With product recommendations, you’ll discover new potential for an increase in sales and engagement. Your visitors will experience less frustration searching or manually hunting for products they need.
Why start using product recommendations
Product recommendations is a marketing strategy that lets you display products your visitors may be searching for. Once your developer configures product recommendations on your website, you’ll be able to:
Market to individuals
Combine current and past behavior to recommend products based on each user’s context, page views, purchases, and more.
Decide what inputs, algorithms, lookback timeframes, and goals matter most to your business.
Use business rules to fine-tune, filter, and modify the recommendation results before you present them to your visitors.
Integrate your product catalog
Your developer can use Personalization’s APIs to access the latest details on inventory, pricing, categories, and custom variables.
All this is possible thanks to algorithms, models, and business rules you can apply to define and fine-tune your recommendations.

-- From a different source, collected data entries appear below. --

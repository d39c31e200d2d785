// Frame ingestion: decoding inbound video frames and the bounded per-session
// queue that applies backpressure between the receive path and the
// processing path.

use std::collections::VecDeque;
use std::sync::atomic::{AtomicBool, Ordering};
use std::sync::Mutex;

use base64::engine::general_purpose::STANDARD as BASE64;
use base64::Engine;
use log::debug;
use tokio::sync::Notify;

use crate::errors::DecodeError;

/// A decoded RGB8 pixel buffer.
#[derive(Clone, Debug)]
pub struct RawFrame {
    pub data: Vec<u8>,
    pub width: u32,
    pub height: u32,
    pub timestamp: f64,
}

/// An inbound frame as received off the wire, prior to decoding.
#[derive(Clone, Debug)]
pub struct EncodedFrame {
    pub payload: String,
    pub timestamp: f64,
}

/// Decodes a base64 frame payload (optionally carrying a browser data-URL
/// prefix such as `data:image/jpeg;base64,`) into a raw RGB8 buffer.
pub fn decode_frame(payload: &str, timestamp: f64) -> Result<RawFrame, DecodeError> {
    let body = match payload.split_once(',') {
        Some((_, rest)) => rest,
        None => payload,
    };
    let body = body.trim();
    if body.is_empty() {
        return Err(DecodeError::Empty);
    }

    let bytes = BASE64.decode(body)?;
    let image = image::load_from_memory(&bytes)?;
    let rgb = image.to_rgb8();
    Ok(RawFrame {
        width: rgb.width(),
        height: rgb.height(),
        data: rgb.into_raw(),
        timestamp,
    })
}

/// Bounded FIFO queue between the socket receive task and the session runner.
///
/// When full, `push` drops the **oldest** queued frame in favour of the newest
/// (bias toward freshness). This is the backpressure policy, not an error.
/// FIFO order is preserved for frames that are retained.
#[derive(Debug)]
pub struct FrameQueue {
    inner: Mutex<VecDeque<EncodedFrame>>,
    depth: usize,
    notify: Notify,
    closed: AtomicBool,
}

impl FrameQueue {
    pub fn new(depth: usize) -> Self {
        assert!(depth > 0, "frame queue depth must be positive");
        FrameQueue {
            inner: Mutex::new(VecDeque::with_capacity(depth)),
            depth,
            notify: Notify::new(),
            closed: AtomicBool::new(false),
        }
    }

    /// Enqueues a frame, dropping and returning the oldest entry if the queue
    /// is at capacity. Frames pushed after `close` are discarded.
    pub fn push(&self, frame: EncodedFrame) -> Option<EncodedFrame> {
        if self.closed.load(Ordering::Acquire) {
            return None;
        }
        let dropped = {
            let mut queue = self.inner.lock().expect("frame queue lock poisoned");
            let dropped = if queue.len() == self.depth { queue.pop_front() } else { None };
            queue.push_back(frame);
            dropped
        };
        if dropped.is_some() {
            debug!("frame queue full, dropped oldest frame");
        }
        self.notify.notify_one();
        dropped
    }

    /// Awaits the next frame in arrival order. Returns `None` once the queue
    /// is closed and drained.
    pub async fn recv(&self) -> Option<EncodedFrame> {
        loop {
            let notified = self.notify.notified();
            if let Some(frame) = self.inner.lock().expect("frame queue lock poisoned").pop_front() {
                return Some(frame);
            }
            if self.closed.load(Ordering::Acquire) {
                return None;
            }
            notified.await;
        }
    }

    /// Stops accepting new frames and wakes any pending `recv`.
    pub fn close(&self) {
        self.closed.store(true, Ordering::Release);
        self.notify.notify_waiters();
    }

    pub fn len(&self) -> usize {
        self.inner.lock().expect("frame queue lock poisoned").len()
    }

    pub fn is_empty(&self) -> bool {
        self.len() == 0
    }
}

How product recommendations work
In product recommendations, we use flexible machine-learning algorithms that combine real-time understanding of individual customer behavior with browsing history to deliver spot-on experiences centered around data and not opinions.

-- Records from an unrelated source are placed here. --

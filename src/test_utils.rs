// Shared fixtures for unit and integration tests: scripted scoring
// capabilities, an in-memory transport pair, and encoded frame payloads.

use std::io::Cursor;
use std::sync::Arc;
use std::time::Duration;

use async_trait::async_trait;
use base64::engine::general_purpose::STANDARD as BASE64;
use base64::Engine;
use image::{DynamicImage, RgbImage};
use tokio::sync::mpsc;

use crate::config::SystemConfig;
use crate::errors::{CapabilityError, TransportError};
use crate::ingest::RawFrame;
use crate::protocol::{CloseCode, ServerFeedback};
use crate::scoring::capability::{ChallengeContext, ScoringCapability};
use crate::session::transport::{FeedbackSink, InboundSource};

/// Config with short timers so protocol tests run quickly.
pub fn test_config() -> SystemConfig {
    SystemConfig {
        challenge_timeout_secs: 2,
        capability_timeout_ms: 200,
        min_challenge_samples: 5,
        ..SystemConfig::default()
    }
}

struct FixedCapability {
    name: &'static str,
    value: f64,
}

#[async_trait]
impl ScoringCapability for FixedCapability {
    fn name(&self) -> &'static str {
        self.name
    }

    async fn score(&self, _frame: &RawFrame, _ctx: &ChallengeContext) -> Result<f64, CapabilityError> {
        Ok(self.value)
    }
}

struct FailingCapability {
    name: &'static str,
}

#[async_trait]
impl ScoringCapability for FailingCapability {
    fn name(&self) -> &'static str {
        self.name
    }

    async fn score(&self, _frame: &RawFrame, _ctx: &ChallengeContext) -> Result<f64, CapabilityError> {
        Err(CapabilityError::Failed { name: self.name, reason: "scripted failure".into() })
    }
}

struct SlowCapability {
    name: &'static str,
    delay: Duration,
}

#[async_trait]
impl ScoringCapability for SlowCapability {
    fn name(&self) -> &'static str {
        self.name
    }

    async fn score(&self, _frame: &RawFrame, _ctx: &ChallengeContext) -> Result<f64, CapabilityError> {
        tokio::time::sleep(self.delay).await;
        Ok(0.5)
    }
}

/// Capability that always returns `value`.
pub fn fixed_capability(name: &'static str, value: f64) -> Arc<dyn ScoringCapability> {
    Arc::new(FixedCapability { name, value })
}

/// Capability that always fails.
pub fn failing_capability(name: &'static str) -> Arc<dyn ScoringCapability> {
    Arc::new(FailingCapability { name })
}

/// Capability that sleeps for `delay` before answering.
pub fn slow_capability(name: &'static str, delay: Duration) -> Arc<dyn ScoringCapability> {
    Arc::new(SlowCapability { name, delay })
}

/// A valid base64 PNG payload suitable for `video_frame` messages. The seed
/// varies the pixel content so motion-based scorers see frame-to-frame change.
pub fn encoded_test_frame(seed: u32) -> String {
    let image = DynamicImage::ImageRgb8(RgbImage::from_fn(16, 16, |x, y| {
        image::Rgb([
            ((x * 13 + seed * 29) % 256) as u8,
            ((y * 17 + seed * 7) % 256) as u8,
            ((x + y + seed) % 256) as u8,
        ])
    }));
    let mut bytes = Vec::new();
    image
        .write_to(&mut Cursor::new(&mut bytes), image::ImageFormat::Png)
        .expect("png encoding of test frame");
    BASE64.encode(&bytes)
}

/// Inbound half of the in-memory transport: yields whatever the test sends.
pub struct ChannelSource {
    rx: mpsc::UnboundedReceiver<String>,
}

#[async_trait]
impl InboundSource for ChannelSource {
    async fn recv(&mut self) -> Option<String> {
        self.rx.recv().await
    }
}

/// What the session sent to the client, in order.
#[derive(Clone, Debug, PartialEq)]
pub enum SentItem {
    Feedback(ServerFeedback),
    Closed { code: u16, reason: String },
}

/// Outbound half of the in-memory transport: records feedback and the close.
pub struct ChannelSink {
    tx: mpsc::UnboundedSender<SentItem>,
}

#[async_trait]
impl FeedbackSink for ChannelSink {
    async fn send(&mut self, feedback: &ServerFeedback) -> Result<(), TransportError> {
        self.tx
            .send(SentItem::Feedback(feedback.clone()))
            .map_err(|_| TransportError::Closed("test sink dropped".into()))
    }

    async fn close(&mut self, code: CloseCode, reason: &str) {
        let _ = self.tx.send(SentItem::Closed { code: code.as_u16(), reason: reason.to_string() });
    }
}

/// Builds a connected in-memory transport. The test drives the session
/// through `client_tx` and observes feedback through `feedback_rx`.
pub fn channel_transport() -> (
    mpsc::UnboundedSender<String>,
    mpsc::UnboundedReceiver<SentItem>,
    Box<dyn InboundSource>,
    Box<dyn FeedbackSink>,
) {
    let (client_tx, inbound_rx) = mpsc::unbounded_channel();
    let (sink_tx, feedback_rx) = mpsc::unbounded_channel();
    (
        client_tx,
        feedback_rx,
        Box::new(ChannelSource { rx: inbound_rx }),
        Box::new(ChannelSink { tx: sink_tx }),
    )
}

As you gather data about your customers’ purchase behaviors, you can:
- recommend products they can place in their shopping cart as an addition to what’s already in it
- suggest products similar to the ones they viewed in the past
- show products other customers, with similar interests, viewed or bought
- present items that can replace the contents of their cart
Customers will see your recommendations in designated and pre-defined areas of your website, called zones.
Set up product recommendations
- It’s your developer that configures product recommendations for you. In this step, they:
- create and upload the product catalog
- configure Acoustic Exchange and your analytics library to work with Personalization
- deploy the Personalization library
- set up zones
- Once these are complete, you’re on your way to creating your first product recommendations. To begin, think about the common behaviors of visitors on your website. You’ll need to map these behaviors to algorithms you can add to models in your strategies. Then, you need to think about business rules you want to add to fine-tune your recommendations. Check out Models, algorithms, and business rules.
- Your next step will be configuring product recommendations strategies. You'll start with a primary strategy and then move on to a fallback strategy. Why would you need two strategies? You can use the fallback strategy when there aren’t enough results generated with your primary strategy. You’ll also connect your strategies to the rules you define.
- Finally, go on to previewing your strategies before you publish them.